What is needed: Only the lines from the beginning of the data below through the line that contains "the initial state." should be repeated, exactly as written.

Provided data:

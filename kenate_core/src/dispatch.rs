//! Thread-free tick core.
//!
//! [`Dispatcher`] applies the state-transition protocol and the fault
//! policy, one tick at a time. The engine's loop thread wraps it with
//! timing; tests and benchmarks drive it directly.
//!
//! ## Tick Protocol
//! 1. `begin()` - enter the initial state.
//! 2. `step(pending)` - if a transition is pending: exit current, swap,
//!    enter next. Then update current.
//! 3. `finish()` - exit current.
//!
//! `on_exit` runs exactly once per activation: the dispatcher remembers
//! whether the current state still owes an exit, including across faults.

use tracing::{debug, error, warn};

use crate::fault::{CallbackPhase, Fault, guarded};
use crate::state::StateHandle;

/// Result of one dispatcher call.
#[derive(Debug, Clone, PartialEq, Eq)]
pub enum Step {
    /// Keep ticking.
    Continue,
    /// A callback faulted and the fail-safe state took over.
    Recovered(Fault),
    /// A callback faulted and the loop must stop.
    Halt(Fault),
}

/// Drives the callbacks of one current state at a time.
#[derive(Debug)]
pub struct Dispatcher {
    current: Option<StateHandle>,
    owes_exit: bool,
    fail_safe: Option<StateHandle>,
    transitions: u64,
}

impl Dispatcher {
    /// Create a dispatcher.
    ///
    /// `fail_safe` is the resolved [`FaultPolicy::FailSafe`](crate::FaultPolicy)
    /// target; `None` means faults halt.
    pub fn new(current: Option<StateHandle>, fail_safe: Option<StateHandle>) -> Self {
        Self {
            current,
            owes_exit: false,
            fail_safe,
            transitions: 0,
        }
    }

    /// State receiving updates.
    pub fn current(&self) -> Option<&StateHandle> {
        self.current.as_ref()
    }

    /// Transitions applied so far, fail-safe switches included.
    pub fn transitions(&self) -> u64 {
        self.transitions
    }

    /// Fire the initial `on_enter`.
    pub fn begin(&mut self) -> Step {
        let Some(state) = self.current.clone() else {
            return Step::Continue;
        };
        self.owes_exit = true;
        debug!("Entering initial state '{}'", state.name());
        self.settle(guarded(&state, CallbackPhase::Enter))
    }

    /// Run one tick: apply `pending` if given, then update.
    pub fn step(&mut self, pending: Option<StateHandle>) -> Step {
        let outcome = match pending {
            Some(next) => self.switch_to(next).and_then(|()| self.update()),
            None => self.update(),
        };
        self.settle(outcome)
    }

    /// Fire the final `on_exit`, if still owed.
    pub fn finish(&mut self) -> Option<Fault> {
        let fault = self.exit_current().err();
        if let Some(fault) = &fault {
            error!("State callback fault during shutdown: {fault}");
        }
        fault
    }

    fn update(&mut self) -> Result<(), Fault> {
        match &self.current {
            Some(state) => guarded(state, CallbackPhase::Update),
            None => Ok(()),
        }
    }

    fn switch_to(&mut self, next: StateHandle) -> Result<(), Fault> {
        debug!(
            "Transition '{}' -> '{}'",
            self.current.as_ref().map_or("<none>", StateHandle::name),
            next.name()
        );
        self.exit_current()?;
        self.enter(next)
    }

    fn exit_current(&mut self) -> Result<(), Fault> {
        if !self.owes_exit {
            return Ok(());
        }
        self.owes_exit = false;
        match &self.current {
            Some(state) => guarded(state, CallbackPhase::Exit),
            None => Ok(()),
        }
    }

    fn enter(&mut self, next: StateHandle) -> Result<(), Fault> {
        self.current = Some(next.clone());
        self.owes_exit = true;
        self.transitions += 1;
        guarded(&next, CallbackPhase::Enter)
    }

    fn settle(&mut self, outcome: Result<(), Fault>) -> Step {
        match outcome {
            Ok(()) => Step::Continue,
            Err(fault) => self.recover(fault),
        }
    }

    fn recover(&mut self, fault: Fault) -> Step {
        error!("State callback fault: {fault}");

        let Some(safe) = self.fail_safe.clone() else {
            return Step::Halt(fault);
        };
        if safe.name() == fault.state {
            error!("Fail-safe state '{}' faulted, halting", safe.name());
            return Step::Halt(fault);
        }

        if let Err(exit_fault) = self.exit_current() {
            error!("State callback fault while leaving faulted state: {exit_fault}");
        }
        match self.enter(safe) {
            Ok(()) => {
                warn!(
                    "Switched to fail-safe state '{}' after fault in '{}'",
                    self.current.as_ref().map_or("<none>", StateHandle::name),
                    fault.state
                );
                Step::Recovered(fault)
            }
            Err(enter_fault) => {
                error!("Fail-safe state failed to enter: {enter_fault}");
                Step::Halt(enter_fault)
            }
        }
    }
}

Answer section:
filename kenate_core/src/dispatch.rs
//! Thread-free tick core.
//!
//! [`Dispatcher`] applies the state-transition protocol and the fault
//! policy, one tick at a time. The engine's loop thread wraps it with
//! timing; tests and benchmarks drive it directly.
//!
//! ## Tick Protocol
//! 1. `begin()` - enter the initial state.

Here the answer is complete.